1. The patellae of rabbits can be displaced without opening or otherwise injuring the knee joint. Such patellar displacement is of itself adequate cause for degenerative and hypertrophic changes in cartilage, similar to those of degenerative joint disease.
2. The undue pressure and friction of the displaced patellae resulted in rapid loss of the underlying articular cartilage with subsequent eburnation of the subchondral bone.
3. The absence of normal patellar apposition and, in consequence, of lubrication of the non-articulating surfaces with synovial fluid was responsible for articular-cartilage degeneration and atrophy.
4. Proliferation of the connective tissue at the perichondrial margins of the articular surfaces led to well-defined marginal overgrowth. This marginal overgrowth was sufficiently marked to form a new patellar articulating surface on the medial side of the femur.

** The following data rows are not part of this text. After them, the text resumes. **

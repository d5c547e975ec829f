//! CLI argument parsing and validation module
//!
//! The supervisor normally runs with the fixed device layout; the flags here
//! exist to relocate pieces of it, mainly for development machines and the
//! integration tests:
//! - install root (certificates and daemon config file)
//! - parameter file and control socket locations
//! - daemon program and stop grace period

use std::path::PathBuf;
use std::time::Duration;

use anyhow::{anyhow, Result};
use clap::{Arg, ArgMatches, Command};

use crate::config::RunConfig;

/// Parse command line arguments into the runtime configuration.
pub fn parse_args() -> Result<RunConfig> {
    config_from_matches(&build_command().get_matches())
}

fn build_command() -> Command {
    Command::new("dockerdmon")
        .version(env!("DOCKERDMON_VERSION"))
        .about("Supervise the container-engine daemon on the device")
        .long_about(
            "Resolves the daemon's startup configuration from the device parameters, \
             launches it, and restarts it whenever a watched parameter changes.",
        )
        .arg(
            Arg::new("install-root")
                .long("install-root")
                .value_name("DIR")
                .help("Install prefix holding certificates and the daemon config file"),
        )
        .arg(
            Arg::new("parameters")
                .long("parameters")
                .value_name("FILE")
                .help("Parameter file backing the parameter store"),
        )
        .arg(
            Arg::new("socket")
                .long("socket")
                .value_name("PATH")
                .help("Unix socket accepting runtime parameter updates"),
        )
        .arg(
            Arg::new("daemon")
                .long("daemon")
                .value_name("PROGRAM")
                .help("Daemon program to supervise instead of the default"),
        )
        .arg(
            Arg::new("grace")
                .long("grace")
                .value_name("SECONDS")
                .help("Seconds to wait after SIGTERM before escalating to SIGKILL"),
        )
}

fn config_from_matches(matches: &ArgMatches) -> Result<RunConfig> {
    let mut cfg = RunConfig::default();

    if let Some(root) = matches.get_one::<String>("install-root") {
        cfg = cfg.with_install_root(PathBuf::from(root).as_path());
    }
    if let Some(path) = matches.get_one::<String>("parameters") {
        cfg.param_file = PathBuf::from(path);
    }
    if let Some(path) = matches.get_one::<String>("socket") {
        cfg.control_socket = PathBuf::from(path);
    }
    if let Some(program) = matches.get_one::<String>("daemon") {
        cfg.daemon_program = program.clone();
    }
    if let Some(grace) = matches.get_one::<String>("grace") {
        let seconds: u64 = grace
            .parse()
            .map_err(|_| anyhow!("invalid --grace value: {grace}"))?;
        cfg.stop_grace = Duration::from_secs(seconds);
    }

    Ok(cfg)
}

5. The repeated stretching of the synovial membrane at its insertion, coincident with full extension, would seem adequate stimulus to cause the very vascular, undifferentiated, perichondrial connective tissue to proliferate sufficiently to result ultimately in marginal lipping. Such marginal proliferation occurs to some degree in all joints with increasing age and long-continued use, but develops much more rapidly in joints with anatomical derangements such as patellar displacement.
6. The clinical and pathological findings from one patient with bilateral displacement of the patella were identical with those of degenerative joint disease.
7. These studies emphasize the importance of early corrective measures in patients with displaced patella if irreparable joint damage is to be prevented.